The Apostle John was fascinated with the way his Master spoke, particularly in how he used ordinary human words as signs of divine realities.  This fascination led him to include in his Gospel episodes which the other Evangelists, taken with other aspects of the Lord’s life and preaching, did not.  For example, John writes of the Miracle at Cana and the Lord’s conversation with Nicodemus, in which Jesus uses the words “wine” and “birth” to mean much more than commonly understood.


In the Gospel reading for the Mass in honor of Christ the King, Jesus and Pilate wrangle over the meaning of “king”.  Pilate looks this man from Nazareth over and asks, “Are you the King of the Jews?”  Now, when Pilate was given the accusation against Jesus, Pilate understood “Jews” as the inhabitants of Judea, not in terms of members of a religion.  The Lord’s answer strikes us as curious, and It must have astonished Pilate, who was used to prisoners quailing pathetically before him: “Do you say this on your own or have others told you about me?”  Jesus is asking him what he thinks the term he has used means.  Is it what he thinks it means or what the Sanhedrin thinks it means?  For the Sanhedrin, the question is a religious one, and Pilate would not care less about it.  If it is a political question, Pilate would be interested.  At the time, there was no king of the Judeans.  The last one had been Herod the Great.  Was this man, then, a descendent of Herod the Great?  It should be pointed out that the Lord never claimed to be the “king of the Jews” or Judeans in any way; neither did the Pharisees or high priests ever accuse him of making such a claim, until now.

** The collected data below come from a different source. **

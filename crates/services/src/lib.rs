#![forbid(unsafe_code)]

pub mod config;
pub mod error;
pub mod library;
pub mod preferences;
pub mod quiz;
pub mod sources;

pub use quiz_core::Clock;

pub use config::QuizConfig;
pub use error::{LibraryError, QuizError, SourceError};
pub use library::{ImportReport, QuizLibrary, UploadedQuiz, UploadedQuizSummary};
pub use preferences::QuizPreferencesService;
pub use quiz::{
    AnswerRow, ExportFormat, QuestionState, QuizEngine, QuizProgress, QuizSession,
    QuizStatistics, ResultsExport, SavedProgress, SubmitOutcome,
};
pub use sources::{DirectoryQuestionSource, HttpQuestionSource, QuestionSource};
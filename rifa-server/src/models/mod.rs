//! Request-boundary domain models
//!
//! Validated newtypes for buyer input. Constructing one proves the value
//! passed validation; handlers convert failures to 400s.

pub mod validation;

pub use validation::{BuyerName, Phone, ValidationError};
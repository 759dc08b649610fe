//! Error types for rifa-core

use thiserror::Error;

use crate::status::SlotStatus;

/// A slot was asked to make a transition its current status does not allow.
#[derive(Error, Debug, Clone, PartialEq, Eq)]
pub enum TransitionError {
    /// Reserve attempted on a slot that is not available
    #[error("slot is {current}, expected available")]
    NotAvailable { current: SlotStatus },

    /// Confirm or cancel attempted on a slot that is not reserved
    #[error("slot is {current}, expected reserved")]
    NotReserved { current: SlotStatus },

    /// Stored status string does not name a known variant
    #[error("unknown status value: '{value}'")]
    UnknownStatus { value: String },
}
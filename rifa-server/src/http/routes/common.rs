//! Wire types shared across route modules

use serde::{Deserialize, Serialize};

/// Optional tenant scope carried as a query parameter.
#[derive(Deserialize)]
pub struct ScopeQuery {
    #[serde(rename = "usuarioId")]
    pub usuario_id: Option<i64>,
}

/// Bare success response
#[derive(Serialize)]
pub struct SuccessResponse {
    pub success: bool,
}
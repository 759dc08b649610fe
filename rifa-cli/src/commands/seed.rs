//! Seed command - batch-create slots for a raffle scope
//!
//! Inserts numbered slots, optionally records the raffle settings, then
//! runs a ledger reset so exactly one slot is armed winner-eligible.

use anyhow::{bail, Context, Result};
use clap::Parser;
use rust_decimal::Decimal;

use rifa_server::db::repos::{LedgerRepo, SettingsRepo, SlotRepo};
use rifa_server::db::{create_pool, migrations};

/// Arguments for the seed command
#[derive(Parser, Debug)]
pub struct SeedArgs {
    /// Number of slots to create
    #[arg(long, default_value_t = 100)]
    pub count: u32,

    /// Price per slot, e.g. 10.00
    #[arg(long, default_value = "10.00")]
    pub price: Decimal,

    /// Display-name prefix; slots are named "<prefix> 1" .. "<prefix> N"
    #[arg(long, default_value = "Nome")]
    pub prefix: String,

    /// Tenant scope (usuario_id); omit for the unscoped raffle
    #[arg(long)]
    pub usuario_id: Option<i64>,

    /// Prize description to record in the raffle settings
    #[arg(long)]
    pub prize: Option<String>,

    /// Database URL (overrides environment)
    #[arg(long, env = "DATABASE_URL")]
    pub database_url: Option<String>,
}

/// Seed slots and arm the raffle
pub async fn run_seed(args: SeedArgs) -> Result<()> {
    if args.count == 0 {
        bail!("--count must be at least 1");
    }
    if args.price <= Decimal::ZERO {
        bail!("--price must be greater than zero");
    }

    let database_url = args
        .database_url
        .context("DATABASE_URL not set. Set via --database-url, DATABASE_URL env, or .env")?;

    let pool = create_pool(&database_url)
        .await
        .context("Failed to create database pool")?;

    migrations::run(&pool)
        .await
        .context("Failed to run migrations")?;

    let names: Vec<String> = (1..=args.count)
        .map(|i| format!("{} {}", args.prefix, i))
        .collect();

    let inserted = SlotRepo::new(&pool)
        .seed(args.usuario_id, &names, args.price)
        .await
        .context("Failed to seed slots")?;

    if let Some(prize) = &args.prize {
        SettingsRepo::new(&pool)
            .upsert(args.price, prize)
            .await
            .context("Failed to record raffle settings")?;
    }

    // Reset arms the raffle: all slots available, one winner-eligible
    LedgerRepo::new(&pool)
        .reset(args.usuario_id)
        .await
        .context("Failed to arm the raffle")?;

    tracing::info!(
        inserted,
        scope = ?args.usuario_id,
        "Seed complete; raffle armed"
    );
    Ok(())
}
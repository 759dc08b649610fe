//! CLI subcommands

pub mod seed;
pub mod serve;
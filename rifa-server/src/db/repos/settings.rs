//! Raffle settings repository
//!
//! Single-row configuration (slot price, prize description) consumed by
//! seeding and exposed over HTTP. Not part of the ledger invariants.

use chrono::{DateTime, Utc};
use rust_decimal::Decimal;
use sqlx::{FromRow, PgPool};

use super::LedgerError;

/// The configuration row.
#[derive(Debug, Clone, FromRow)]
pub struct RaffleSettings {
    pub slot_price: Decimal,
    pub prize_description: String,
    pub updated_at: DateTime<Utc>,
}

/// Settings repository.
pub struct SettingsRepo<'a> {
    pool: &'a PgPool,
}

impl<'a> SettingsRepo<'a> {
    pub fn new(pool: &'a PgPool) -> Self {
        Self { pool }
    }

    /// Get the settings row.
    pub async fn get(&self) -> Result<RaffleSettings, LedgerError> {
        sqlx::query_as(
            r#"
            SELECT slot_price, prize_description, updated_at
            FROM raffle_settings
            WHERE id = 1
            "#,
        )
        .fetch_optional(self.pool)
        .await?
        .ok_or_else(|| LedgerError::NotFound {
            resource: "settings",
            id: "1".to_owned(),
        })
    }

    /// Create or update the settings row (idempotent upsert).
    pub async fn upsert(
        &self,
        slot_price: Decimal,
        prize_description: &str,
    ) -> Result<RaffleSettings, LedgerError> {
        let settings = sqlx::query_as(
            r#"
            INSERT INTO raffle_settings (id, slot_price, prize_description)
            VALUES (1, $1, $2)
            ON CONFLICT (id) DO UPDATE SET
                slot_price = EXCLUDED.slot_price,
                prize_description = EXCLUDED.prize_description,
                updated_at = NOW()
            RETURNING slot_price, prize_description, updated_at
            "#,
        )
        .bind(slot_price)
        .bind(prize_description)
        .fetch_one(self.pool)
        .await?;

        Ok(settings)
    }
}
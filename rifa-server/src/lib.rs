//! rifa-server: the slot reservation ledger and its HTTP boundary
//!
//! The ledger owns every slot/order mutation. Each transition is a
//! status-guarded UPDATE inside a transaction, so concurrent buyers racing
//! for the same slot resolve to exactly one winner at the database level.

pub mod db;
pub mod http;
pub mod models;
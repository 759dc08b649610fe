//! Database layer - connection pool, migrations, and repositories
//!
//! # Design Principles
//!
//! - Connection pool passed explicitly to repositories - no module-level
//!   singleton
//! - Status transitions are conditional UPDATEs with checked row counts -
//!   no SELECT-then-UPDATE
//! - Transactions for every multi-step operation
//! - Batch inserts are parameterized (UNNEST) - no SQL string assembly

pub mod migrations;
pub mod pool;
pub mod repos;

pub use pool::create_pool;
pub use repos::*;
//! Order endpoints: POST /comprar, GET /pedidos, POST /confirmar, POST /cancelar

use std::sync::Arc;

use axum::{
    extract::{Query, State},
    routing::{get, post},
    Json, Router,
};
use chrono::{DateTime, Utc};
use serde::{Deserialize, Serialize};
use uuid::Uuid;

use crate::db::repos::{LedgerRepo, OrderRepo, OrderWithSlot};
use crate::http::error::ApiError;
use crate::http::routes::common::{ScopeQuery, SuccessResponse};
use crate::http::server::AppState;
use crate::models::{BuyerName, Phone};

/// Purchase request
#[derive(Deserialize)]
pub struct PurchaseRequest {
    #[serde(rename = "nomeId")]
    pub nome_id: i64,
    #[serde(rename = "usuarioNome")]
    pub usuario_nome: String,
    pub telefone: String,
}

/// Purchase response
#[derive(Serialize)]
pub struct PurchaseResponse {
    pub success: bool,
    #[serde(rename = "pedidoId")]
    pub pedido_id: Uuid,
}

/// Order in the wire contract shape, joined with its slot name.
#[derive(Serialize)]
pub struct OrderResponse {
    pub id: Uuid,
    #[serde(rename = "nomeId")]
    pub nome_id: i64,
    pub nome: String,
    #[serde(rename = "usuarioNome")]
    pub usuario_nome: String,
    pub telefone: String,
    pub status: String,
    #[serde(rename = "criadoEm")]
    pub criado_em: DateTime<Utc>,
}

impl From<OrderWithSlot> for OrderResponse {
    fn from(o: OrderWithSlot) -> Self {
        Self {
            id: o.id,
            nome_id: o.slot_id,
            nome: o.slot_name,
            usuario_nome: o.buyer_name,
            telefone: o.buyer_phone,
            status: o.status,
            criado_em: o.created_at,
        }
    }
}

/// Confirm/cancel request: keyed by slot, optional order cross-check.
#[derive(Deserialize)]
pub struct TransitionRequest {
    #[serde(rename = "nomeId")]
    pub nome_id: i64,
    #[serde(rename = "pedidoId")]
    pub pedido_id: Option<Uuid>,
}

/// POST /comprar - atomically reserve a slot and create its pending order
async fn purchase(
    State(state): State<Arc<AppState>>,
    Json(req): Json<PurchaseRequest>,
) -> Result<Json<PurchaseResponse>, ApiError> {
    let buyer = BuyerName::new(&req.usuario_nome)?;
    let phone = Phone::new(&req.telefone)?;

    let (_slot, order_id) = LedgerRepo::new(&state.pool)
        .purchase(req.nome_id, buyer.as_str(), phone.as_str())
        .await?;

    Ok(Json(PurchaseResponse {
        success: true,
        pedido_id: order_id,
    }))
}

/// GET /pedidos - list orders joined with slot names, newest first
async fn list_orders(
    State(state): State<Arc<AppState>>,
    Query(query): Query<ScopeQuery>,
) -> Result<Json<Vec<OrderResponse>>, ApiError> {
    let orders = OrderRepo::new(&state.pool).list(query.usuario_id).await?;
    Ok(Json(orders.into_iter().map(OrderResponse::from).collect()))
}

/// POST /confirmar - slot reserved -> sold, order pending -> confirmed
async fn confirm(
    State(state): State<Arc<AppState>>,
    Json(req): Json<TransitionRequest>,
) -> Result<Json<SuccessResponse>, ApiError> {
    LedgerRepo::new(&state.pool)
        .confirm(req.nome_id, req.pedido_id)
        .await?;

    Ok(Json(SuccessResponse { success: true }))
}

/// POST /cancelar - slot reserved -> available, order pending -> cancelled
async fn cancel(
    State(state): State<Arc<AppState>>,
    Json(req): Json<TransitionRequest>,
) -> Result<Json<SuccessResponse>, ApiError> {
    LedgerRepo::new(&state.pool)
        .cancel(req.nome_id, req.pedido_id)
        .await?;

    Ok(Json(SuccessResponse { success: true }))
}

/// Order routes
pub fn router() -> Router<Arc<AppState>> {
    Router::new()
        .route("/comprar", post(purchase))
        .route("/pedidos", get(list_orders))
        .route("/confirmar", post(confirm))
        .route("/cancelar", post(cancel))
}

“I am not a Jew, am I? Your own nation and the chief priests handed you over to me. What have you done?”  Pilate is saying that he is not a Judean, but a Roman,  and does not consort with Judeans.  They, however have handed him over for judgment.  But it is not a crime if Jesus is truly a descendent of Herod the Great.  What, then, has Jesus done?  He has not raised up any armies against the Romans.  Indeed, he is not known to Pilate st all.  The Lord answers Pilate with an assertion, more than an answer: “My kingdom does not belong to this world.”  His assertion, though, comes in the form of a paradox, as far as the Roman is concerned.  Jesus continues: “If my kingdom did belong to this world, my attendants would be fighting to keep me from being handed over to the Jews.”  Jesus confirms that he is a king, but not one that is a threat to Rome or anyone else “of this world”.  Jesus also reveals that he could not be the king of the Judeans because his followers would be fighting against them at this moment.  Perhaps Pilate stood silently here, considering what sort of man this was.  But by his own words, he represented no threat to Rome.  If he did, the Judeans would not have handed him over for judgment.  They would be rallying to his side.  Then Jesus said again, “But as it is, my kingdom is not here.”  


“Then you are a king?”  Pilate is intrigued now.  He sounds more like Nicodemus in John 3:9, when Jesus has spoken of the need to be reborn — another seeming paradox: “How can these things be done?”  Jesus replies “You say I am a king.”  He says, This is your word.  But when I say “king” it means something different than when you say “king”:  “Amen, amen, I say to thee that we speak what we know” (John 3, 11).  Pilate can only think of political kings, while the Lord is claiming to be something more.  The word “king” is merely a sign of the divine reality.  Jesus explains, “For this I was born and for this I came into the world, to testify to the truth. Everyone who belongs to the truth listens to my voice.”  Others are “brought into this world; but the true King comes into it of his own accord and teaches the truth about the world.  His rule transcends space and time.  It threatens only the wicked.  His followers do fight for him, but it is an internal fight against temptations and fallen human nature.  


The world seeks to enslave us in the coils and chains of its politics and lies.  Let us look beyond all of us to the only One who has a rightful claim on us, the King of the Universe, Jesus Christ.